Laughter, bitter and familiar. "Still following your sister's lead after all these years. She trapped me here when she was fourteen. Just two years older than you are now."

"You were wrong to treat Mother the way you did. Give me back our family. Give me back my sister."

The ball of light swirls around for a moment. "Very well. Follow me."

They turn in a direction that Minoru isn't quite sure he knows, and down a port into another gate, twisting past petabytes of data until they reach a small, silent place where static IPs could only wish to exist. He sees an unidentified thing that looks very familiar and reaches.

"What took you so long?"

"Sorry," he apologizes. "What do you need?"

Her lips tighten and then she goes, "Oh, it'll be much easier this way."

He falls, cyberspace melting away in rainbow coloured bits of data. A ball of light follows him, spins around his head and then disappears just as he falls onto a hard ground.

"Ow."

"Sorry about that," a cheerful voice says. "Didn't get the cushions there on time."

He removes his visor and looks around him. It is a strange room, full of pillows and wood. Strange scents and smoke dance in lazy curlicues around the Witch. "Where am I?"

"Where do you think?" she asks, amused. She is reclining on tens of pillows, looking very comfortable as she smokes from her long, ornate pipe.

"I--" he pauses. "I don't know. I don't even know your name."

She inclines her head. "You may call me Yuuko."

"How did I get here?"

She shrugs. "The usual way. It's not difficult." She flips her pipe, taps something into a dish and then rights it again. "I'm thirsty." As if on cue, a pair of girls appear, each holding a tray. One of them gives Minoru a cup of steaming tea, whereas the other twists the lid of the beer bottle and hands it to her mistress.

"Now," Yuuko looks at Minoru once she's finished a good portion of her drink, "what are you willing to pay me with?"

"Will you really bring my sister back? Make her the way she was?"

Yuuko hesitates. "You wouldn't have enough to do that. Not enough to turn back time." She speaks the way a mother would to a child.

"Then what use are you?"

"Gently, gently," she taps her pipe into the dish once again. "People cannot be forced into change. Only nudged into it. I can give her that nudge. The rest..." she shrugs.

"But she won't be the same."

Her eyes are amused. "What makes you think people are static? You are not the same person you were the minute, or even the second before. If you do not change, you will stagnate; people can grow stale. You," she flicks a finger at him, and he flinches, "are like an apple that has been left on the tree too long. Soon, you'll fall. You might even break."

"I _want her back._"

She sighs. "Very well." Reaching into her sleeve, she takes out an old, grey floppy diskette. "Be a dear and help me reformat my computer, would you? It's been awfully laggy and slow."

"And you'll bring Sister back to me?"

"I'll nudge her," Yuuko replies calmly.

He thinks about this for a moment. "Good enough," he says and takes the diskette.

The computer is an old model, so old that he thinks that it was made before he was born. It still uses the old peripherals; a mouse, keyboard, a bulky monitor. It hurts his eyes when he stares at it for too long, but he eventually gets used to it.

He types and watches the screen, makes minute adjustments, and soon he is so caught up in his work that he does not realize he has been leaning closer to the monitor, so close that his nose brushes the cold screen and he falls into it.

Slim fingers brush the monitor's glass before pulling away.

-----

He is holding onto something, he realizes as he flies through firewalls and viruses, avoids spyware and skips on top of the adware. It feels warm and squishy against his skin, sort of like one of those really old hot water bottles that he remembers his grandmother using. He thinks that it might have been inside the floppy Yuuko gave him.

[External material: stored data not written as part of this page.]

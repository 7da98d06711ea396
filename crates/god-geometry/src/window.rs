//! Centering windows along an axis
//!
//! Two rounding rules are in use and they are not interchangeable:
//!
//! - [`center_window`] starts at `floor(len / 2) + ceil(-n / 2)`. This is the
//!   rule used for square cropping and for canvas placement of stimuli.
//! - [`index_middle`] truncates `len / 2 - n / 2`. It is used when padding or
//!   trimming filter kernels.
//!
//! The two agree unless `len` is even and `n` is odd.

use crate::error::{GeometryError, Result};
use std::ops::Range;

/// Window of length `n` centred in an axis of length `len`
///
/// When `len - n` is odd the leftover pixel lands after the window for even
/// `n` (`center_window(7, 4) == 1..5`) and before it for odd `n`
/// (`center_window(8, 3) == 3..6`).
///
/// # Errors
/// Returns [`GeometryError::WindowTooLarge`] if `n > len`
#[inline]
pub fn center_window(len: usize, n: usize) -> Result<Range<usize>> {
    if n > len {
        return Err(GeometryError::WindowTooLarge { len, n });
    }
    let start = len / 2 - n / 2;
    Ok(start..start + n)
}

/// Square `n x n` window centred in a 2D shape
///
/// # Errors
/// Returns [`GeometryError::WindowTooLarge`] if `n` exceeds either axis
#[inline]
pub fn center_window_2d(shape: (usize, usize), n: usize) -> Result<(Range<usize>, Range<usize>)> {
    Ok((center_window(shape.0, n)?, center_window(shape.1, n)?))
}

/// Central slice of length `n` computed by truncating `len / 2 - n / 2`
///
/// # Errors
/// Returns [`GeometryError::WindowTooLarge`] if `n > len`
#[inline]
pub fn index_middle(len: usize, n: usize) -> Result<Range<usize>> {
    if n > len {
        return Err(GeometryError::WindowTooLarge { len, n });
    }
    let start = (len - n) / 2;
    Ok(start..start + n)
}

#[cfg(test)]
mod tests {
    use super::*;
    use proptest::prelude::*;

    #[test]
    fn floor_ceil_rule_examples() {
        assert_eq!(center_window(7, 4).unwrap(), 1..5);
        assert_eq!(center_window(8, 3).unwrap(), 3..6);
        assert_eq!(center_window(550, 500).unwrap(), 25..525);
    }

    #[test]
    fn full_and_empty_windows() {
        assert_eq!(center_window(5, 5).unwrap(), 0..5);
        assert_eq!(center_window(6, 0).unwrap(), 3..3);
    }

    #[test]
    fn oversized_window_rejected() {
        assert_eq!(
            center_window(3, 4),
            Err(GeometryError::WindowTooLarge { len: 3, n: 4 })
        );
        assert!(index_middle(3, 4).is_err());
    }

    #[test]
    fn middle_differs_for_even_len_odd_n() {
        assert_eq!(index_middle(8, 3).unwrap(), 2..5);
        assert_eq!(center_window(8, 3).unwrap(), 3..6);
        assert_eq!(index_middle(7, 4).unwrap(), center_window(7, 4).unwrap());
    }

    proptest! {
        #[test]
        fn window_has_requested_length(len in 0usize..2000, frac in 0.0f64..=1.0) {
            let n = (len as f64 * frac) as usize;
            let w = center_window(len, n).unwrap();
            prop_assert_eq!(w.len(), n);
            prop_assert!(w.end <= len);
            let m = index_middle(len, n).unwrap();
            prop_assert_eq!(m.len(), n);
            prop_assert!(m.end <= len);
        }

        #[test]
        fn leading_gap_never_exceeds_trailing_gap_by_more_than_one(len in 0usize..2000, frac in 0.0f64..=1.0) {
            let n = (len as f64 * frac) as usize;
            let w = center_window(len, n).unwrap();
            let before = w.start;
            let after = len - w.end;
            prop_assert!(before.abs_diff(after) <= 1);
        }
    }
}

His body hurtles towards some unknown destination, and he wills himself to go faster.

"Bring me to sister," he says, and everything blurs around him.

Finally he slows and stops. There is a massive door in front of him, so large that he seems no more than a kilobyte to it. Across the top, it says, "0100001001000101010000010101001101010100" (6) and he smiles before lifting the object in his hands.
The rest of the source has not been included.